If you don’t believe that’s also the case for your own food waste, may I invite you to count yours?
Look – I know counting your food waste may be the most boring invitation you’ve received this year but please read on.
Any of us, particularly in rich countries, can count our food waste pollution – just download this free counter.
If you accept this invitation then picture this – at your own table you can join the rapidly growing numbers of those of us who are eating our way to a better climate.
For simple folk such as me there’s a quick video that holds our hand to walk us through the calculator showing how to use it.
Those working with me created it during a recent project to end café food waste, funded by the NSW EPA.
This project – called, coolseats – was one of seven projects where those of us passionate about reducing and ending food waste partnered with the NSW EPA. It provided funds to help end food waste in our different ways. Of these diverse projects the coolseats project trialled a seat that is also a compost bin.
Eight cafes in country and city areas participated, placing food waste in coolseats on their own land or footpath outside.
In the other projects the partners included a cooking school, communication and industry bodies and an organic recovery and local food growing groups.
Here’s some examples that show the how, and why, any of us may end our food waste.
The Knox Street Bar in Sydney’s inner city Chippendale was one of the participants.
After explaining in its Instagram video that garnishes in cocktails are meant to be eaten, patrons responded and told the bar owner, Bjorn Godfrey, they’d started eating their garnishes.

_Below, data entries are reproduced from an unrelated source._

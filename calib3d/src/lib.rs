//! Stereo rig calibration and rectification.
//!
//! Chessboard corners from both cameras go in; a [`StereoCalibration`] holding
//! intrinsics, distortion, the rig pose, the rectification transforms and the
//! precomputed pixel maps comes out. Calibrations round-trip through a folder
//! of JSON array files.

pub use cv_core::{Error, Result};

pub mod calibration;
pub use calibration::{
    calibrate_camera_planar, compute_rms_reprojection, estimate_homography_dlt,
    generate_chessboard_object_points, CameraCalibrationResult,
};

pub mod calibrator;
pub use calibrator::StereoCalibrator;

pub mod distortion;
pub use distortion::{init_undistort_rectify_map, undistort_points};

pub mod project;
pub use project::{project_point, project_points_with_distortion};

pub mod rig;
pub use rig::{CalibrationReport, RectifiedPair, Side, StereoCalibration, StereoView};

pub mod stereo;
pub use stereo::{
    essential_from_extrinsics, fundamental_from_essential, stereo_calibrate,
    stereo_calibrate_with_options, stereo_rectify, StereoCalibrationOptions,
    StereoCalibrationResult, StereoRectification,
};

pub mod storage;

The bar composts leftover garnishes, napkins and paper straws in a coolseat outside the bar. It’s ended some of its food waste.
Another café showed something we saw again and again in the project: no matter when we begin to end food waste we also start to end other waste. Café Guilia, also in Chippendale, puts its food waste into two coolseats.

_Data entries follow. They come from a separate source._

use cv_stereovision::calib3d::{project_points_with_distortion, StereoCalibrator};
use cv_stereovision::core::{CameraIntrinsics, Distortion, Pose};
use cv_stereovision::io::read_ply_file;
use cv_stereovision::stereo::{BlockMatcher, DepthFilter, MatcherKind};
use cv_stereovision::{CalibratedPair, PipelineOptions};
use image::{Rgb, RgbImage};
use nalgebra::{Rotation3, Vector3};
use std::fs;
use tempfile::tempdir;

const SIZE: (u32, u32) = (320, 240);
const PLANE_DEPTH: f64 = 1.0;
const CELL: f64 = 0.006;

fn texture(x: i64, y: i64) -> u8 {
    let mut h = (x as u32).wrapping_mul(374_761_393) ^ (y as u32).wrapping_mul(668_265_263);
    h = (h ^ (h >> 13)).wrapping_mul(1_274_126_177);
    (h ^ (h >> 16)) as u8
}

fn intrinsics() -> CameraIntrinsics {
    CameraIntrinsics::new(350.0, 350.0, 160.0, 120.0, SIZE.0, SIZE.1)
}

fn relative() -> Pose {
    Pose::new(
        Rotation3::from_euler_angles(0.004, -0.008, 0.002).into_inner(),
        Vector3::new(-0.12, 0.0005, 0.0),
    )
}

fn calibrate() -> (cv_stereovision::calib3d::StereoCalibration, f64) {
    let k = intrinsics();
    let none = Distortion::none();
    let angles = [
        (0.30, -0.10, 0.02),
        (-0.25, 0.20, -0.05),
        (0.10, 0.35, -0.02),
        (-0.15, -0.30, 0.04),
        (0.20, 0.25, 0.00),
        (-0.30, 0.05, 0.03),
    ];
    let mut calibrator = StereoCalibrator::new(6, 9, 0.03, SIZE).unwrap();
    for (i, &(r, p, y)) in angles.iter().enumerate() {
        let board = Pose::new(
            Rotation3::from_euler_angles(r, p, y).into_inner(),
            Vector3::new(-0.14, -0.10, 1.0 + 0.1 * i as f64),
        );
        let object = calibrator.object_points().to_vec();
        let left = project_points_with_distortion(&object, &k, &none, &board).unwrap();
        let right =
            project_points_with_distortion(&object, &k, &none, &relative().compose(&board))
                .unwrap();
        calibrator.add_corners(left, right).unwrap();
    }
    let (calibration, report) = calibrator.calibrate().unwrap();
    (calibration, report.rms_reprojection_error)
}

/// Textured plane `z = PLANE_DEPTH` in the left camera frame, seen by a
/// camera whose pose maps left-frame points into its own frame.
fn render_plane(view: &Pose) -> RgbImage {
    let k_inv = intrinsics().inverse_matrix();
    let rt = view.rotation.transpose();
    let offset = rt * view.translation;
    RgbImage::from_fn(SIZE.0, SIZE.1, |u, v| {
        let ray = rt * (k_inv * Vector3::new(u as f64, v as f64, 1.0));
        let s = (PLANE_DEPTH + offset.z) / ray.z;
        let p = ray * s - offset;
        let g = texture((p.x / CELL).floor() as i64, (p.y / CELL).floor() as i64);
        Rgb([g, g, g])
    })
}

fn matcher() -> BlockMatcher {
    let mut matcher = BlockMatcher::basic();
    matcher.set_parameter("search_range", 64).unwrap();
    matcher.set_parameter("window_size", 11).unwrap();
    matcher
}

#[test]
fn test_plane_reconstruction_end_to_end() {
    let (calibration, rms) = calibrate();
    assert!(rms < 1e-3, "rms {}", rms);

    let left = render_plane(&Pose::default());
    let right = render_plane(&relative());

    let options = PipelineOptions {
        filter: DepthFilter::new(5.0),
        ..PipelineOptions::default()
    };
    let pair = CalibratedPair::new(calibration.clone(), matcher()).with_options(options);

    let rectified = pair.rectify(&left, &right).unwrap();
    assert_eq!(rectified.left.dimensions(), rectified.right.dimensions());
    assert_eq!(
        rectified.left.dimensions(),
        (rectified.roi.width, rectified.roi.height)
    );

    let dir = tempdir().unwrap();
    let ply = dir.path().join("plane.ply");
    let cloud = pair.process(&left, &right, &ply).unwrap();
    assert!(cloud.len() > 5000, "only {} points", cloud.len());
    assert!(cloud.points().iter().all(|p| p.z < 5.0));

    let mut depths: Vec<f32> = cloud.points().iter().map(|p| p.z).collect();
    depths.sort_by(|a, b| a.total_cmp(b));
    let median = depths[depths.len() / 2] as f64;
    assert!((median - PLANE_DEPTH).abs() < 0.05, "median depth {}", median);

    let text = fs::read_to_string(&ply).unwrap();
    assert!(text.contains(&format!("element vertex {}\n", cloud.len())));
    assert_eq!(text.lines().count(), 10 + cloud.len());
    let read_back = read_ply_file(&ply).unwrap();
    assert_eq!(read_back.len(), cloud.len());
    assert_eq!(read_back.colors(), cloud.colors());

    // Persisted calibration and settings reproduce the same cloud.
    let calib_dir = dir.path().join("calibration");
    calibration.save(&calib_dir).unwrap();
    let settings = dir.path().join("bm.txt");
    matcher().save_settings(&settings).unwrap();

    let reloaded = CalibratedPair::load(&calib_dir, MatcherKind::Basic, Some(&settings))
        .unwrap()
        .with_options(options);
    assert_eq!(reloaded.block_matcher, pair.block_matcher);
    assert_eq!(reloaded.point_cloud(&left, &right).unwrap(), cloud);
}

#[test]
fn test_rectify_is_idempotent() {
    let (calibration, _) = calibrate();
    let pair = CalibratedPair::new(calibration, matcher());
    let left = render_plane(&Pose::default());
    let right = render_plane(&relative());

    let a = pair.rectify(&left, &right).unwrap();
    let b = pair.rectify(&left, &right).unwrap();
    assert_eq!(a.left, b.left);
    assert_eq!(a.right, b.right);
    assert_eq!(a.roi, b.roi);
}

#[test]
fn test_wrong_image_size_is_rejected() {
    let (calibration, _) = calibrate();
    let pair = CalibratedPair::new(calibration, matcher());
    let small = RgbImage::new(100, 100);
    assert!(matches!(
        pair.point_cloud(&small, &small),
        Err(cv_stereovision::Error::DimensionMismatch(_))
    ));
}

#[test]
fn test_load_without_settings_uses_defaults() {
    let dir = tempdir().unwrap();
    let (calibration, _) = calibrate();
    calibration.save(dir.path()).unwrap();

    let pair = CalibratedPair::load(dir.path(), MatcherKind::SemiGlobal, None::<&str>).unwrap();
    assert_eq!(pair.block_matcher, BlockMatcher::semi_global());
    assert_eq!(pair.options, PipelineOptions::default());
}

The café gets potatoes in hessian sacks which it used to throw out but are now used to cover the food waste and gradually decay to become compost.
The compost from the seats is put in used ziplock coffee bean bags which used to be thrown out but are now given to patrons to use as compost on their pot plants and gardens.

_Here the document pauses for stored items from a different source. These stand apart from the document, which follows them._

//! Disparity post-filters shared by both matchers.

use crate::disparity::{DisparityMap, DISPARITY_SCALE};
use std::collections::VecDeque;

/// Invalidate small connected blobs of similar disparity.
///
/// Two 4-neighbours belong to the same blob when both are valid and their raw
/// values differ by at most `max_diff` (in 1/16 pixel units). Blobs of at most
/// `max_speckle_size` pixels are set to the sentinel. Returns the number of
/// pixels removed.
pub fn filter_speckles(map: &mut DisparityMap, max_speckle_size: usize, max_diff: i32) -> usize {
    let (width, height) = (map.width() as usize, map.height() as usize);
    let invalid = map.invalid_value();
    let data = map.data_mut();
    if max_speckle_size == 0 || data.is_empty() {
        return 0;
    }

    let mut labels = vec![0u32; data.len()];
    let mut next_label = 0u32;
    let mut queue = VecDeque::new();
    let mut blob = Vec::new();
    let mut removed = 0;

    for start in 0..data.len() {
        if labels[start] != 0 || data[start] <= invalid {
            continue;
        }
        next_label += 1;
        labels[start] = next_label;
        queue.push_back(start);
        blob.clear();

        while let Some(i) = queue.pop_front() {
            blob.push(i);
            let value = data[i] as i32;
            let (x, y) = (i % width, i / width);
            let neighbours = [
                (x > 0).then(|| i - 1),
                (x + 1 < width).then(|| i + 1),
                (y > 0).then(|| i - width),
                (y + 1 < height).then(|| i + width),
            ];
            for j in neighbours.into_iter().flatten() {
                if labels[j] == 0
                    && data[j] > invalid
                    && (data[j] as i32 - value).abs() <= max_diff
                {
                    labels[j] = next_label;
                    queue.push_back(j);
                }
            }
        }

        if blob.len() <= max_speckle_size {
            for &i in &blob {
                data[i] = invalid;
            }
            removed += blob.len();
        }
    }

    removed
}

/// Speckle range as stored in the parameter set, converted to raw units.
pub(crate) fn speckle_range_raw(range_pixels: i32) -> i32 {
    range_pixels * DISPARITY_SCALE
}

This has the benefit of freeing up more composting space for café food waste. Adding to the mix are newspapers, which used to be thrown out, but are now mulched and mixed with the compost to quicken the decaying process.
Within their coolseat’s first week, Cafe Giulia composted 327.8kg of food waste, which prevented up to 2514kg of CO2 emissions. (These figures, the science and the calculations are explained here.)
The café has reduced the six daily food waste pick ups to three a week and halved its waste pick up costs.
While cafes may freely choose and negotiate their waste service provider, for most Australian households there is no freedom to choose a waste provider.
Worse, unlike the US and Europe there is no financial reward or incentive for households here to reduce their waste. As a result a river of gold flows through local councils to the bank accounts of a few waste service providers who control most of the waste and, thanks to local councils, have guaranteed, locked-in customers – we ratepayers.
We Australian households and our highly polluting waste are imprisoned by a failed and weekly failing and polluting financially and environmentally disastrous system.
Yet, other householder utility bills – gas, electricity, water – are higher or lower depending on the amount we use.
To use the words of the United Nations Secretary-General, António Guterres, who said on 5 April 2022 when describing the 30 months left to we humans to end climate pollution, Australian garbage bills are prehistoric, sitting-on-hands “moral and economic madness”.
The biggest barrier to ending household food waste pollution is the domination of that sector by a few big waste companies that have local councils and state governments in the palm of their hands.
But that’s a story for another day – soon, because, as I wrote here, the UN told the world on 5 April 2022, all of us (including those waste companies) only have 30 months left – to 2025 – to end the pollution that’s caused by food waste and other climate-killing pollution.
We the rich can end our food waste this year – let’s eat to that.